By Kale Bantigue Fajardo
Filipino seamen presently compose nearly twenty percentage of the 1.2 million foreign maritime transportation employees. 90 percentage of the world’s items and commodities are transported by means of send. Taken jointly, those records attest to the serious position Filipino seamen play in all over the world maritime alternate. In Filipino Crosscurrents, an interdisciplinary ethnography, Kale Bantigue Fajardo examines the cultural politics of seafaring, Filipino maritime masculinities, and globalization within the Philippines and the Filipino diaspora.

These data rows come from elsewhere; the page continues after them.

//! Per-origin access ledger.
//!
//! Tracks, for every script origin on a page, the cumulative set of
//! attributes it has read and whether it has crossed the threshold.
//! Entries are created lazily and live exactly as long as the page.

use std::collections::HashMap;
use std::fmt;

use serde::{Deserialize, Serialize};

use crate::attribute::{AttributeId, AttributeVector};

/// Identity used to attribute accesses: the executing script's URL, or the
/// page URL when no script URL can be resolved.
///
/// This is an approximation. Code running from a microtask or an inline
/// handler is attributed to whatever script the resolver sees last.
#[derive(Debug, Clone, PartialEq, Eq, Hash, PartialOrd, Ord, Serialize, Deserialize)]
#[serde(transparent)]
pub struct ScriptOrigin(String);

impl ScriptOrigin {
    pub fn new(url: impl Into<String>) -> Self {
        Self(url.into())
    }

    /// Resolve from an optional script `src`, falling back to the page URL.
    /// Inline scripts report an empty `src`, which also falls back.
    pub fn resolve(script_src: Option<&str>, page_url: &str) -> Self {
        match script_src.map(str::trim) {
            Some(src) if !src.is_empty() => Self(src.to_string()),
            _ => Self(page_url.to_string()),
        }
    }

    pub fn as_str(&self) -> &str {
        &self.0
    }

    /// Host of the origin URL, if it parses as an absolute URL.
    pub fn host(&self) -> Option<String> {
        url::Url::parse(&self.0)
            .ok()
            .and_then(|u| u.host_str().map(|h| h.to_ascii_lowercase()))
    }

    /// Whether this origin shares the page's hostname.
    ///
    /// Unparseable origins fall back to a substring test against the host,
    /// which is how relative or opaque script URLs end up classified.
    pub fn is_first_party(&self, page_url: &str) -> bool {
        let page_host = match url::Url::parse(page_url)
            .ok()
            .and_then(|u| u.host_str().map(|h| h.to_ascii_lowercase()))
        {
            Some(host) => host,
            None => return self.0 == page_url,
        };

        match self.host() {
            Some(host) => host == page_host,
            None => self.0.contains(&page_host),
        }
    }
}

impl fmt::Display for ScriptOrigin {
    fn fmt(&self, f: &mut fmt::Formatter<'_>) -> fmt::Result {
        f.write_str(&self.0)
    }
}

/// State kept per origin.
#[derive(Debug, Clone, Default)]
pub struct LedgerEntry {
    pub vector: AttributeVector,
    /// Monotonic: once true, never reset for the page lifetime.
    pub flagged: bool,
}

/// Per-page ledger of origins.
#[derive(Debug, Default)]
pub struct AccessLedger {
    entries: HashMap<ScriptOrigin, LedgerEntry>,
}

impl AccessLedger {
    pub fn new() -> Self {
        Self::default()
    }

    /// Add `attribute` to the origin's set and return the updated vector.
    pub fn record_and_get_vector(
        &mut self,
        origin: &ScriptOrigin,
        attribute: &AttributeId,
    ) -> AttributeVector {
        let entry = self.entries.entry(origin.clone()).or_default();
        if entry.vector.insert(attribute.clone()) {
            log::debug!(
                "Origin {} now touched {} attributes",
                origin,
                entry.vector.len()
            );
        }
        entry.vector.clone()
    }

    pub fn is_flagged(&self, origin: &ScriptOrigin) -> bool {
        self.entries.get(origin).map(|e| e.flagged).unwrap_or(false)
    }

    /// Set the flag. Returns `true` only for the call that performed the
    /// Unflagged → Flagged transition.
    pub fn mark_flagged(&mut self, origin: &ScriptOrigin) -> bool {
        let entry = self.entries.entry(origin.clone()).or_default();
        if entry.flagged {
            return false;
        }
        entry.flagged = true;
        true
    }

    pub fn vector(&self, origin: &ScriptOrigin) -> Option<&AttributeVector> {
        self.entries.get(origin).map(|e| &e.vector)
    }

    pub fn origin_count(&self) -> usize {
        self.entries.len()
    }

    pub fn flagged_origins(&self) -> impl Iterator<Item = &ScriptOrigin> {
        self.entries
            .iter()
            .filter(|(_, e)| e.flagged)
            .map(|(o, _)| o)
    }
}

#[cfg(test)]
mod tests {
    use super::*;

    fn origin(s: &str) -> ScriptOrigin {
        ScriptOrigin::new(s)
    }

    #[test]
    fn test_growth_is_cumulative_and_order_independent() {
        let mut a = AccessLedger::new();
        let mut b = AccessLedger::new();
        let o = origin("https://cdn.example/fp.js");

        a.record_and_get_vector(&o, &"navigator.language".into());
        let va = a.record_and_get_vector(&o, &"navigator.platform".into());

        b.record_and_get_vector(&o, &"navigator.platform".into());
        b.record_and_get_vector(&o, &"navigator.platform".into());
        let vb = b.record_and_get_vector(&o, &"navigator.language".into());

        assert_eq!(va, vb);
        assert_eq!(va.normalized(), "navigator.language|navigator.platform");
    }

    #[test]
    fn test_origins_are_independent() {
        let mut ledger = AccessLedger::new();
        ledger.record_and_get_vector(&origin("a.js"), &"screen.width".into());
        let v = ledger.record_and_get_vector(&origin("b.js"), &"screen.height".into());
        assert_eq!(v.len(), 1);
        assert_eq!(ledger.origin_count(), 2);
    }

    #[test]
    fn test_flag_transition_happens_once() {
        let mut ledger = AccessLedger::new();
        let o = origin("a.js");
        assert!(!ledger.is_flagged(&o));
        assert!(ledger.mark_flagged(&o));
        assert!(!ledger.mark_flagged(&o));
        assert!(ledger.is_flagged(&o));
        assert_eq!(ledger.flagged_origins().count(), 1);
    }

    #[test]
    fn test_origin_resolution_falls_back_to_page() {
        let page = "https://shop.example/cart";
        assert_eq!(ScriptOrigin::resolve(None, page).as_str(), page);
        assert_eq!(ScriptOrigin::resolve(Some(""), page).as_str(), page);
        assert_eq!(
            ScriptOrigin::resolve(Some("https://t.tracker/x.js"), page).as_str(),
            "https://t.tracker/x.js"
        );
    }

    #[test]
    fn test_first_party_classification() {
        let page = "https://shop.example/cart";
        assert!(origin("https://shop.example/app.js").is_first_party(page));
        assert!(origin(page).is_first_party(page));
        assert!(!origin("https://t.tracker/x.js").is_first_party(page));
        assert!(origin("//shop.example/rel.js").is_first_party(page));
    }
}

Drawing on fieldwork carried out on ships and within the ports of Manila and Oakland, in addition to on an business box send that traveled around the Pacific, Fajardo argues that Filipino seamen became key figures wherein the Philippine country and monetary elites advertise Filipino masculinity and neoliberal globalization. From govt officers to working-class seamen and seafarers’ advocates, Fajardo’s wide-ranging research exposes the gaps in dominant narratives of Filipino seamen in nationwide, nearby, and international contexts.
Writing in a hybrid type that weaves jointly ethnographic description, cultural critique, travelogue, and autobiography, Fajardo invitations readers to think again the meanings of masculinity and manhood.